Et, à titre d’occupante des lieux, elle reçoit l’avis de taxe d’habitation ; elle en règle le montant.
Mais, la situation ne saurait se prolonger indéfiniment, car il faut, après le jugement de divorce, tirer les conséquences patrimoniales de cette séparation. Les époux avaient acquis ensemble cet appartement, sans doute au titre du régime matrimonial de la communauté ; or, le régime matrimonial prend fin avec le mariage, c’est à dire au moment où le divorce devient définitif.
A compter de ce jour, la communauté fait place à l’indivision et les époux auparavant communs en biens, deviennent propriétaires indivis.
S’ils s’entendent bien et si les revenus de chacun le permettent, ils peuvent rester autant qu’ils le souhaitent dans cette situation, à charge, par exemple, pour l’épouse occupante de payer un loyer ou une indemnité d’occupation.
Mais, si l’un des deux le demande, il va falloir mettre un terme à cette indivision. En effet, selon l’art. 815 code civil :
« Nul ne peut être contraint à demeurer dans l’indivision et le partage peut toujours être provoqué, à moins qu’il n’y ait été sursis par jugement ou convention. »
Pour une raison que la procédure devant la Cour de Cassation ne révèle pas, et sans doute après un échec d’une tentative de partage amiable, l’ex-mari sollicite un partage judiciaire, incluant la vente en justice (licitation) de l’appartement occupé par son ex-épouse. Pour lui, pas question de rester dans une indivision indéfiniment bloquée, au bénéfice (?) de son « ex ».
S’agissant d’un ensemble se composant d’un appartement de 5 pièces, d’une cave et d’un emplacement pour voiture, dans Paris, sa valeur dépasse les moyens de l’occupante ; ses faibles revenus ne lui permettent pas de verser une soulte correspondant à la valeur de la part de son ex-conjoint.
La seule solution est alors la vente, amiable ou en justice, comme le prévoit l’art. 1377 code procédure civile :
« Le tribunal ordonne, dans les conditions qu’il détermine, la vente par adjudication des biens qui ne peuvent être facilement partagés ou attribués. »
Le demandeur obtient effectivement des juges du tribunal et de la cour d’appel une décision fixant les conditions de la vente en justice ; la défenderesse se trouve dans l’incapacité de proposer une autre solution de partage ou d’attribution.
A la différence du conjoint survivant, le conjoint divorcé ne bénéficie pas d’un droit au maintien dans les lieux du domicile familial ; le droit des successions est plus généreux que le droit du divorce.
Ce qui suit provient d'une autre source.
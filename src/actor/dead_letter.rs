//! A well-known channel for messages the runtime could not deliver.
//! Rather than a send to a stopped actor (or a full strict mailbox)
//! silently vanishing, the runtime republishes it here for anyone
//! watching.

use tokio::sync::broadcast;

/// One message that could not be delivered to its intended recipient.
#[derive(Clone, Debug)]
pub struct DeadLetter {
    pub recipient: String,
    pub reason: String,
}

const CAPACITY: usize = 1024;

/// Cheaply-cloneable publish side, handed to every `ActorRef` so a failed
/// `tell`/`try_tell` can report the loss without needing a round-trip
/// through the actor system.
#[derive(Clone)]
pub(crate) struct DeadLetterSink {
    tx: broadcast::Sender<DeadLetter>,
}

impl DeadLetterSink {
    pub(crate) fn new() -> Self {
        let (tx, _) = broadcast::channel(CAPACITY);
        DeadLetterSink { tx }
    }

    /// Best-effort publish: if nobody is subscribed, the letter is
    /// dropped, same as every other broadcast topic with no listeners.
    pub(crate) fn publish(&self, recipient: impl Into<String>, reason: impl Into<String>) {
        let _ = self.tx.send(DeadLetter {
            recipient: recipient.into(),
            reason: reason.into(),
        });
    }

    pub(crate) fn subscribe(&self) -> broadcast::Receiver<DeadLetter> {
        self.tx.subscribe()
    }
}
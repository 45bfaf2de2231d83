//! Error taxonomy shared by every layer of the runtime.

use thiserror::Error;

/// Unified error type returned across the actor runtime, stream primitive,
/// event bus and workflow composer.
#[derive(Debug, Error, Clone)]
pub enum CoreError {
    #[error("operation cancelled")]
    Cancelled,

    /// Sentinel signalling normal stream completion. Not a user-facing
    /// failure; `Reader::recv` surfaces it so callers can stop polling.
    #[error("end of stream")]
    EndOfStream,

    #[error("request timed out after {0:?}")]
    ResponseTimeout(std::time::Duration),

    #[error("mailbox for {0} is full")]
    MailboxFull(String),

    #[error("no route for key '{0}'")]
    UnknownRoute(String),

    #[error("permission denied for tool '{0}'")]
    PermissionDenied(String),

    #[error("provider error: {0}")]
    ProviderError(String),

    #[error("tool '{tool}' failed: {message}")]
    ToolError { tool: String, message: String },

    #[error("actor panicked: {0}")]
    Panic(String),

    #[error("invalid configuration: {0}")]
    Validation(String),

    #[error("actor '{0}' does not exist or has already stopped")]
    ActorNotFound(String),

    #[error("an actor already exists at '{0}'")]
    DuplicateName(String),
}

impl CoreError {
    pub fn is_end_of_stream(&self) -> bool {
        matches!(self, CoreError::EndOfStream)
    }

    pub fn is_cancelled(&self) -> bool {
        matches!(self, CoreError::Cancelled)
    }
}

pub type Result<T> = std::result::Result<T, CoreError>;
On le comprend aisément, les circonstances et les perspectives de l’une et l’autre rupture ne sont pas les mêmes.
A défaut de pouvoir rester dans les lieux, l’ex-épouse demande le remboursement des frais et dépenses qu’elle a pris en charge depuis le divorce pour entretenir l’appartement, et ce conformément aux dispositions de l’art. 815-13 code civil :
« Lorsqu’un indivisaire a amélioré à ses frais l’état d’un bien indivis, il doit lui en être tenu compte selon l’équité, eu égard à ce dont la valeur du bien se trouve augmentée au temps du partage ou de l’aliénation. Il doit lui être pareillement tenu compte des dépenses nécessaires qu’il a faites de ses deniers personnels pour la conservation desdits biens, encore qu’elles ne les aient point améliorés.
Inversement, l’indivisaire répond des dégradations et détériorations qui ont diminué la valeur des biens indivis par son fait ou par sa faute. »
Parmi ces débours, elle fait figurer la taxe d’habitation dont elle a acquitté le montant sur une ou plusieurs années.
Bien entendu, l’ancien mari s’y oppose au nom d’un raisonnement simple : la taxe d’habitation doit être payée par l’habitant, or l’habitant est, en l’espèce, l’ex-épouse, donc c’est elle qui doit prendre cet impôt en charge ! Pourquoi y serait-il tenu, alors qu’il n’avait même pas accès à cet appartement et encore moins en avait-il l’usage !
C’eût été différent s’agissant de la taxe foncière, due par le ou les propriétaires.
La Cour d’Appel de Paris juge ce raisonnement inattaquable et donne raison à l’ex-mari, dans son arrêt du 30 novembre 2016. La taxe d’habitation reste à la charge exclusive de l’ex-épouse, puisqu’elle est « l’habitante ».
Dans le pourvoi qu’elle forme, cette dernière critique plusieurs chefs de la décision de la Cour d’Appel de Paris, dont cette question de la taxe d’habitation.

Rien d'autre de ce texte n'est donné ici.